Online video platform YouTube has recognised the extent of the misinformation problem, announcing last week that it would ban videos claiming approved vaccines were dangerous or cause chronic health effects, or don’t reduce transmission or contraction of the virus.
Sydney resident Olivia Causer, 18, knows of many people who were scared to get vaccinated because of misinformation spread on social media by what she describes as “uneducated influencers”.
“It made people more hesitant and made them wait to get the vaccine,” she said.
“I definitely know my friends who were hesitant are relieved now that they’re vaccinated.
“Looking back at it, I don’t know why we were so worried.
“The reason was misinformation and the way the vaccination rollout was communicated to the public. When there’s not a clear message, it’s not going to end well.”
‘Real life consequences’ of misinformation
The Plan International report found 83 per cent of Australian girls and young women surveyed said they had been exposed to false or misleading information, about 95 per cent said they were concerned about misinformation or disinformation online.
More than half of the 1001 Australian girls surveyed said that misinformation, lies and conspiracies about Covid-19 was most common, followed by climate change (38 per cent) and racial justice (37 per cent).
Plan International Australia, which says the findings lay bare the “real life consequences” of misinformation and disinformation on girls and young women, is calling on governments to educate children and young people in digital literacy, through an online petition.
“The internet shapes girls’ opinions about themselves, the issues they care about and the world around them,” Plan International chief executive officer Susanne Legena said.
“Our research makes clear that the spread of false information online has real life consequences. It is dangerous, it affects girls’ mental health, and it’s yet another thing holding them back from engaging in public life.”
She said girls and young women were being bombarded online with lies and stereotypes about their bodies, who they are and how they should behave.
“Images and videos are manipulated to objectify and shame them. Rumours are spread as a form of abuse.
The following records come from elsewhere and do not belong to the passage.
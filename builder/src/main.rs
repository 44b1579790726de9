#![no_std]
#![no_main]

//! wpbt_builder — UEFI shell application that installs a Windows Platform
//! Binary Table (WPBT) for a caller-supplied native binary.
//!
//! Usage (from the UEFI shell, payload on the same volume):
//!   > wpbt_builder.efi <PlatformBinary> [Args]
//!
//! Pipeline, strictly linear: duplicate guard, payload read into ACPI-reclaim
//! memory, table image build, registration, post-install verification of the
//! platform's clone. Every failure is terminal and reported with the step
//! that failed plus the underlying status; nothing is retried.

extern crate alloc;

mod acpi;
mod loader;

use alloc::string::String;
use alloc::vec::Vec;

use uefi::prelude::*;
use uefi::proto::loaded_image::LoadedImage;
use uefi::table::boot::BootServices;
use uefi::table::{Boot, SystemTable};
use uefi::{CString16, Handle, Status};
use uefi_services::println;

use wpbt::{table, TableImage, WpbtError};

#[entry]
fn main(image_handle: Handle, mut system_table: SystemTable<Boot>) -> Status {
    if uefi_services::init(&mut system_table).is_err() {
        return Status::ABORTED;
    }

    match run(image_handle, &system_table) {
        Ok(()) => Status::SUCCESS,
        Err(err) => {
            log::error!("{err}");
            match err {
                WpbtError::MissingPayloadPath => {
                    println!("> wpbt_builder.efi <PlatformBinary> [Args]");
                }
                WpbtError::RegistryUnavailable => {
                    println!("This error may be seen on virtualization software that does");
                    println!("not implement the necessary UEFI protocol(s) for this program.");
                    println!("Try on a physical machine.");
                }
                _ => {}
            }
            exit_status(err)
        }
    }
}

fn run(image_handle: Handle, st: &SystemTable<Boot>) -> Result<(), WpbtError> {
    let bt = st.boot_services();

    let (path, command_line) = parse_command_line(bt, image_handle)?;

    // Bail out before touching anything if a WPBT is already present; the OS
    // only consumes one and an existing table is not ours to shadow.
    let tables = acpi::SystemAcpiTables::new(st);
    wpbt::ensure_absent(&tables)?;

    let payload = loader::load_payload(bt, image_handle, &path)?;
    log::info!("payload loaded: {} bytes at {:#x}", payload.len(), payload.location());

    let image = TableImage::build(
        payload.location(),
        payload.len() as u32,
        command_line.as_deref(),
    )?;

    let mut registry = acpi::PlatformAcpi::locate(bt, image_handle, tables)?;
    let installed = wpbt::install(&mut registry, &image)?;

    println!("Successfully installed WPBT at: {:#x}", installed.address);
    println!("  Binary location at: {:#x}", installed.payload_location);
    println!("  Binary size: {:#x}", installed.payload_size);
    println!("  Command line size: {:#x}", installed.command_line_len);

    // The platform holds its own clone of the table, and the OS consumes the
    // payload memory after boot; only the build buffer is ours to drop.
    payload.release();
    Ok(())
}

/// Pulls the payload path and the verbatim remainder out of the image's load
/// options (the shell places the full command line there). The first token is
/// this program's own name.
fn parse_command_line(
    bt: &BootServices,
    image_handle: Handle,
) -> Result<(CString16, Option<Vec<u8>>), WpbtError> {
    let loaded_image = bt
        .open_protocol_exclusive::<LoadedImage>(image_handle)
        .map_err(|e| {
            log::error!("loaded image protocol: {:?}", e.status());
            WpbtError::MissingPayloadPath
        })?;
    let options = loaded_image
        .load_options_as_cstr16()
        .map_err(|_| WpbtError::MissingPayloadPath)?;
    let units = options.to_u16_slice();

    let (_program, rest) = next_token(units);
    let (path_units, rest) = next_token(rest);
    let path_units = path_units.ok_or(WpbtError::MissingPayloadPath)?;

    let path = String::from_utf16(path_units).map_err(|_| WpbtError::MissingPayloadPath)?;
    let path = CString16::try_from(path.as_str()).map_err(|_| WpbtError::MissingPayloadPath)?;

    let rest = trim_leading_spaces(rest);
    let command_line = if rest.is_empty() {
        None
    } else {
        // UTF-16LE plus terminator, embedded verbatim. Checked up front so an
        // absurd command line fails before the payload is even read.
        let encoded_len = (rest.len() + 1) * 2;
        if encoded_len > table::MAX_COMMAND_LINE_BYTES {
            return Err(WpbtError::ArgumentsTooLong { len: encoded_len });
        }
        let mut bytes = Vec::with_capacity(encoded_len);
        for &unit in rest {
            bytes.extend_from_slice(&unit.to_le_bytes());
        }
        bytes.extend_from_slice(&0u16.to_le_bytes());
        Some(bytes)
    };

    Ok((path, command_line))
}

const SPACE: u16 = b' ' as u16;
const QUOTE: u16 = b'"' as u16;

/// Splits off the next whitespace-delimited token, honoring double quotes
/// around it. Returns the token (quotes stripped) and the tail.
fn next_token(units: &[u16]) -> (Option<&[u16]>, &[u16]) {
    let units = trim_leading_spaces(units);
    if units.is_empty() {
        return (None, units);
    }

    if units[0] == QUOTE {
        let body = &units[1..];
        let end = body.iter().position(|&u| u == QUOTE).unwrap_or(body.len());
        let tail_from = (end + 1).min(body.len());
        (Some(&body[..end]), &body[tail_from..])
    } else {
        let end = units.iter().position(|&u| u == SPACE).unwrap_or(units.len());
        (Some(&units[..end]), &units[end..])
    }
}

fn trim_leading_spaces(mut units: &[u16]) -> &[u16] {
    while let [SPACE, rest @ ..] = units {
        units = rest;
    }
    units
}

fn exit_status(err: WpbtError) -> Status {
    match err {
        WpbtError::MissingPayloadPath | WpbtError::ArgumentsTooLong { .. } => {
            Status::INVALID_PARAMETER
        }
        WpbtError::AllocationFailed { .. } => Status::OUT_OF_RESOURCES,
        WpbtError::FileTooLarge { .. } => Status::BAD_BUFFER_SIZE,
        WpbtError::ReadIncomplete { .. } | WpbtError::FileAccess { .. } => Status::DEVICE_ERROR,
        WpbtError::AlreadyInstalled => Status::ACCESS_DENIED,
        WpbtError::RegistryUnavailable => Status::UNSUPPORTED,
        WpbtError::Registration { status } => Status(status),
        WpbtError::LookupAfterInstall => Status::ABORTED,
    }
}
And girls have a very real fear that fake events and profiles will lure and trick them into danger offline,” she said.
Misinformation is increasing social tensions
In-depth interviews also suggested girls felt unsafe because online exchanges were increasing social tensions within communities.
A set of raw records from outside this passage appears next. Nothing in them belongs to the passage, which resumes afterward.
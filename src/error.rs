use thiserror::Error;

#[derive(Error, Debug)]
pub enum EarningsError {
    /// User input failed a precondition; nothing was changed.
    #[error("{0}")]
    Validation(String),

    #[error("Platform not found: {0}")]
    LookupMiss(String),

    #[error("Store unavailable: {0}")]
    StoreUnavailable(String),

    #[error("Stored registry is malformed: {0}")]
    Malformed(#[from] serde_json::Error),

    #[error("Unsupported registry version {found} (max supported: {supported})")]
    UnsupportedVersion { found: u32, supported: u32 },

    /// A stored ledger sums past what a Decimal can hold
    #[error("Earnings total overflows: {0}")]
    Overflow(String),

    #[error("Configuration error: {0}")]
    Config(String),
}

impl From<sea_orm::DbErr> for EarningsError {
    fn from(e: sea_orm::DbErr) -> Self {
        EarningsError::StoreUnavailable(e.to_string())
    }
}

pub type Result<T> = std::result::Result<T, EarningsError>;

pub const INVALID_AMOUNT: &str = "Please enter a valid amount.";
pub const EMPTY_SELECTION: &str = "Please select at least one platform to proceed.";
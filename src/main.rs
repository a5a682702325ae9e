use gig_earnings::{build_router, config::AppConfig, AppState};
use tracing_subscriber::{layer::SubscriberExt, util::SubscriberInitExt};

#[tokio::main]
async fn main() -> Result<(), Box<dyn std::error::Error + Send + Sync>> {
    // Initialize tracing
    tracing_subscriber::registry()
        .with(
            tracing_subscriber::EnvFilter::try_from_default_env()
                .unwrap_or_else(|_| "info,gig_earnings=debug,tower_http=info".into()),
        )
        .with(tracing_subscriber::fmt::layer())
        .init();

    // Load environment variables
    let config = AppConfig::from_env()?;

    let state = AppState::from_config(&config).await?;
    let app = build_router(state);

    // Start server
    let listener = tokio::net::TcpListener::bind(config.bind_addr).await?;

    tracing::info!(
        registry_key = %config.registry_key,
        "Server listening on {}",
        listener.local_addr()?
    );

    axum::serve(listener, app).await?;
    Ok(())
}
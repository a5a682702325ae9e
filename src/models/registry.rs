//! Persisted earnings registry
//!
//! The whole registry is stored as one JSON document:
//! `{"version": 1, "platforms": [{"id", "name", "earnings", "earningEntries"}]}`.
//! Older installs wrote a bare array of platforms with no version tag; those
//! are still readable and are rewritten in the versioned shape on next save.

use chrono::NaiveDate;
use rust_decimal::Decimal;
use serde::{Deserialize, Serialize};

use crate::error::{EarningsError, Result, INVALID_AMOUNT};
use crate::models::catalog::PlatformCatalogEntry;

pub const REGISTRY_VERSION: u32 = 1;

#[derive(Debug, Clone, PartialEq, Serialize, Deserialize)]
#[serde(rename_all = "camelCase")]
pub struct EarningEntry {
    pub id: String,
    #[serde(with = "entry_date")]
    pub date: NaiveDate,
    pub amount: Decimal,
}

#[derive(Debug, Clone, PartialEq, Serialize, Deserialize)]
#[serde(rename_all = "camelCase")]
pub struct Platform {
    pub id: String,
    pub name: String,
    /// Cached sum of `earning_entries`; only changed through `push_entry`
    pub earnings: Decimal,
    #[serde(default)]
    pub earning_entries: Vec<EarningEntry>,
}

impl Platform {
    pub fn from_catalog(entry: &PlatformCatalogEntry) -> Self {
        Self {
            id: entry.id.to_string(),
            name: entry.name.to_string(),
            earnings: Decimal::ZERO,
            earning_entries: Vec::new(),
        }
    }

    /// `None` when the ledger sum does not fit in a Decimal
    pub fn ledger_total(&self) -> Option<Decimal> {
        checked_sum(self.earning_entries.iter().map(|e| e.amount))
    }

    /// Append to the ledger and recompute the cached total from scratch.
    ///
    /// Leaves the platform untouched if the new total would overflow.
    pub fn push_entry(&mut self, entry: EarningEntry) -> Result<()> {
        let total = self
            .ledger_total()
            .and_then(|sum| sum.checked_add(entry.amount))
            .ok_or_else(|| EarningsError::Validation(INVALID_AMOUNT.to_string()))?;

        self.earning_entries.push(entry);
        self.earnings = total;
        Ok(())
    }

    pub fn last_entry_id(&self) -> Option<&str> {
        self.earning_entries.last().map(|e| e.id.as_str())
    }
}

#[derive(Debug, Clone, PartialEq, Serialize, Deserialize)]
pub struct Registry {
    pub version: u32,
    pub platforms: Vec<Platform>,
}

impl Registry {
    pub fn from_catalog<'a, I>(entries: I) -> Self
    where
        I: IntoIterator<Item = &'a PlatformCatalogEntry>,
    {
        Self {
            version: REGISTRY_VERSION,
            platforms: entries.into_iter().map(Platform::from_catalog).collect(),
        }
    }

    pub fn platform(&self, id: &str) -> Option<&Platform> {
        self.platforms.iter().find(|p| p.id == id)
    }

    pub fn platform_mut(&mut self, id: &str) -> Option<&mut Platform> {
        self.platforms.iter_mut().find(|p| p.id == id)
    }

    /// Grand total across every tracked platform
    pub fn total_earnings(&self) -> Result<Decimal> {
        checked_sum(self.platforms.iter().map(|p| p.earnings))
            .ok_or_else(|| EarningsError::Overflow("registry total".to_string()))
    }

    pub fn to_json(&self) -> Result<String> {
        Ok(serde_json::to_string(self)?)
    }

    /// Parse a stored document, accepting the legacy unversioned array form.
    ///
    /// Documents tagged with a newer version than this build understands are
    /// rejected rather than guessed at.
    pub fn from_json(text: &str) -> Result<Self> {
        let value: serde_json::Value = serde_json::from_str(text)?;

        match value {
            serde_json::Value::Array(_) => {
                let platforms: Vec<Platform> = serde_json::from_value(value)?;
                tracing::debug!(
                    platforms = platforms.len(),
                    "Read legacy unversioned registry document"
                );
                Ok(Self {
                    version: REGISTRY_VERSION,
                    platforms,
                })
            }
            serde_json::Value::Object(ref fields) => {
                if let Some(found) = fields.get("version").and_then(|v| v.as_u64()) {
                    if found > REGISTRY_VERSION as u64 {
                        return Err(EarningsError::UnsupportedVersion {
                            found: u32::try_from(found).unwrap_or(u32::MAX),
                            supported: REGISTRY_VERSION,
                        });
                    }
                }
                Ok(serde_json::from_value(value)?)
            }
            other => Err(EarningsError::Malformed(serde::de::Error::custom(format!(
                "expected registry object or platform array, found {}",
                json_kind(&other)
            )))),
        }
    }
}

/// Sum without panicking on overflow
pub fn checked_sum<I>(values: I) -> Option<Decimal>
where
    I: IntoIterator<Item = Decimal>,
{
    values
        .into_iter()
        .try_fold(Decimal::ZERO, |acc, v| acc.checked_add(v))
}

fn json_kind(value: &serde_json::Value) -> &'static str {
    match value {
        serde_json::Value::Null => "null",
        serde_json::Value::Bool(_) => "boolean",
        serde_json::Value::Number(_) => "number",
        serde_json::Value::String(_) => "string",
        serde_json::Value::Array(_) => "array",
        serde_json::Value::Object(_) => "object",
    }
}

/// Entry dates are written as `YYYY-MM-DD`.
///
/// Legacy documents carry locale-formatted dates (`10/14/2026`, or
/// `14/10/2026` on day-first locales); month-first is tried before day-first.
mod entry_date {
    use chrono::NaiveDate;
    use serde::{Deserialize, Deserializer, Serializer};

    const ISO: &str = "%Y-%m-%d";
    const LEGACY_FORMATS: [&str; 2] = ["%m/%d/%Y", "%d/%m/%Y"];

    pub fn serialize<S>(date: &NaiveDate, serializer: S) -> Result<S::Ok, S::Error>
    where
        S: Serializer,
    {
        serializer.serialize_str(&date.format(ISO).to_string())
    }

    pub fn deserialize<'de, D>(deserializer: D) -> Result<NaiveDate, D::Error>
    where
        D: Deserializer<'de>,
    {
        let raw = String::deserialize(deserializer)?;
        let raw = raw.trim();

        if let Ok(date) = NaiveDate::parse_from_str(raw, ISO) {
            return Ok(date);
        }
        LEGACY_FORMATS
            .iter()
            .find_map(|fmt| NaiveDate::parse_from_str(raw, fmt).ok())
            .ok_or_else(|| serde::de::Error::custom(format!("invalid entry date '{}'", raw)))
    }
}
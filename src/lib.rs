// src/lib.rs

use std::sync::Arc;

use axum::{
    routing::{get, post},
    Router,
};
use sea_orm::Database;
use tower_http::{cors::CorsLayer, trace::TraceLayer};

use crate::config::AppConfig;
use crate::error::Result;
use crate::services::store::{MemoryStore, SqlStore, Store};

#[derive(Clone)]
pub struct AppState {
    pub store: Arc<dyn Store>,
    pub registry_key: String,
    /// Serializes registry read-modify-write cycles within this process
    pub write_gate: Arc<tokio::sync::Mutex<()>>,
}

impl AppState {
    pub fn new(store: Arc<dyn Store>, registry_key: impl Into<String>) -> Self {
        Self {
            store,
            registry_key: registry_key.into(),
            write_gate: Arc::new(tokio::sync::Mutex::new(())),
        }
    }

    /// Open the configured store, running migrations for SQL backends
    pub async fn from_config(config: &AppConfig) -> Result<Self> {
        use sea_orm_migration::MigratorTrait;

        let store: Arc<dyn Store> = if config.uses_memory_store() {
            tracing::warn!("Using in-memory store, earnings will not survive a restart");
            Arc::new(MemoryStore::new())
        } else {
            tracing::info!("Connecting to database...");
            let db = Database::connect(&config.database_url).await?;

            tracing::info!("Running migrations...");
            migration::Migrator::up(&db, None).await?;

            Arc::new(SqlStore::new(db))
        };

        Ok(Self::new(store, config.registry_key.clone()))
    }
}

pub fn build_router(state: AppState) -> Router {
    Router::new()
        .route("/", get(handlers::platforms::hello))
        .route("/api/catalog", get(handlers::platforms::get_catalog))
        .route("/api/platforms", get(handlers::platforms::get_platforms))
        .route("/api/platforms/select", post(handlers::platforms::select_platforms))
        .route("/api/platforms/{id}", get(handlers::earnings::get_platform_detail))
        .route("/api/platforms/{id}/earnings", post(handlers::earnings::add_earning))
        .layer(TraceLayer::new_for_http())
        .layer(CorsLayer::permissive())
        .with_state(state)
}

pub mod entities {
    pub mod prelude;
    pub mod kv_store;
}

pub mod services {
    pub mod store;
    pub mod registry;
    pub mod ledger;
    pub mod rollups;
}

pub mod models {
    pub mod catalog;
    pub mod registry;
    pub mod earnings;
}

pub mod handlers {
    pub mod api_error;
    pub mod platforms;
    pub mod earnings;
}

pub mod config;
pub mod error;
Others reported concerns about bogus events advertised on social media placing them at physical risk, or unreliable medical advice that could harm their health or impact their confidence in legitimate medical advice.
The survey found that Facebook was the social media platform that girls believe to have the most misinformation and disinformation, selected by 65 per cent of Australian respondents, followed by TikTok, WhatsApp and YouTube – all at 27 per cent.
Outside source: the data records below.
//! `SeaORM` Entity for kv_store table

use sea_orm::entity::prelude::*;
use serde::{Deserialize, Serialize};

#[derive(Clone, Debug, PartialEq, DeriveEntityModel, Eq, Serialize, Deserialize)]
#[sea_orm(table_name = "kv_store")]
pub struct Model {
    #[sea_orm(primary_key, auto_increment = false)]
    pub key: String,
    #[sea_orm(column_type = "Text")]
    pub value: String,
    pub updated_at: DateTime,
}

#[derive(Copy, Clone, Debug, EnumIter, DeriveRelation)]
pub enum Relation {}

impl ActiveModelBehavior for ActiveModel {}
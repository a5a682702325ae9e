//! Platform detail and earning entry handlers

use axum::{
    extract::{Path, Query, State},
    http::StatusCode,
    Json,
};
use tracing::{debug, info};

use crate::error::EarningsError;
use crate::handlers::api_error::{api_error, date_or_today, ApiError};
use crate::models::catalog::CATALOG;
use crate::models::earnings::{AddEarningRequest, PlatformDetailQuery, PlatformDetailResponse};
use crate::services::ledger::append_earning;
use crate::services::registry::load_or_seed_registry;
use crate::services::rollups::compute_rollups;
use crate::AppState;

/// GET /api/platforms/{id}
///
/// # Query Parameters
/// - `asOf`: YYYY-MM-DD reference day for the weekly/monthly rollups (default: today)
///
/// # Response
/// - 200: Platform ledger with rollups
/// - 400: Invalid `asOf`
/// - 404: Platform not tracked
pub async fn get_platform_detail(
    State(state): State<AppState>,
    Path(platform_id): Path<String>,
    Query(query): Query<PlatformDetailQuery>,
) -> Result<Json<PlatformDetailResponse>, ApiError> {
    let as_of = date_or_today(query.as_of.as_deref(), "asOf").map_err(api_error)?;

    let registry = {
        let _guard = state.write_gate.lock().await;
        load_or_seed_registry(state.store.as_ref(), &state.registry_key, &CATALOG)
            .await
            .map_err(api_error)?
    };

    let platform = registry
        .platform(&platform_id)
        .ok_or_else(|| api_error(EarningsError::LookupMiss(platform_id.clone())))?;

    let rollups = compute_rollups(&platform.earning_entries, as_of).map_err(api_error)?;
    debug!(
        platform_id = %platform_id,
        as_of = %as_of,
        weekly = %rollups.weekly,
        monthly = %rollups.monthly,
        "Computed rollups"
    );

    Ok(Json(PlatformDetailResponse::new(platform, as_of, rollups)))
}

/// POST /api/platforms/{id}/earnings
///
/// Body: `{"amount": "250", "date": "2026-10-14"}` (date optional)
///
/// # Response
/// - 201: Updated platform detail, rollups as of today
/// - 400: Missing, non-numeric or negative amount; bad date
/// - 404: Platform not tracked
pub async fn add_earning(
    State(state): State<AppState>,
    Path(platform_id): Path<String>,
    Json(payload): Json<AddEarningRequest>,
) -> Result<(StatusCode, Json<PlatformDetailResponse>), ApiError> {
    let date = date_or_today(payload.date.as_deref(), "date").map_err(api_error)?;
    let amount_text = payload.amount_text();

    // Held across read-modify-write so concurrent saves cannot drop entries
    let _guard = state.write_gate.lock().await;

    let registry = load_or_seed_registry(state.store.as_ref(), &state.registry_key, &CATALOG)
        .await
        .map_err(api_error)?;

    let registry = append_earning(
        state.store.as_ref(),
        &state.registry_key,
        registry,
        &platform_id,
        &amount_text,
        date,
    )
    .await
    .map_err(api_error)?;

    let platform = registry
        .platform(&platform_id)
        .ok_or_else(|| api_error(EarningsError::LookupMiss(platform_id.clone())))?;

    info!(platform_id = %platform_id, entries = platform.earning_entries.len(), "Earning saved");

    let today = chrono::Local::now().date_naive();
    let rollups = compute_rollups(&platform.earning_entries, today).map_err(api_error)?;
    Ok((
        StatusCode::CREATED,
        Json(PlatformDetailResponse::new(platform, today, rollups)),
    ))
}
Seven out of 10 said they had seen misinformation/disinformation on social media platforms, with about 51 per cent saying they had seen it on video sharing platforms, about 36 per cent on forums and message boards and 36 per cent on blogs.
About 35 per cent said they had found misinformation on Wikipedia or other wiki pages and search engines.
Most girls had not been taught to identify misinformation at school (67 per cent) or by their parents (75 per cent).
Globally, the most trusted source was mainstream news media, selected by 48 per cent of those surveyed, above educational institutions, family members and national governments.
About 28 per cent of the women surveyed around the world had been led to believe a myth or ‘fake fact’ about Covid-19, and 25 per cent questioned whether to get vaccinated against the virus.
About 19 per cent say mistruths are so rife they have distrusted election results, while one-in-five stopped engaging in politics or current affairs as a result.
Girls and young women from low and middle-income countries were more likely to be affected by unreliable or false information online, and twice as likely to have questioned whether to get the vaccine (31 per cent) than those in high income countries (16 per cent).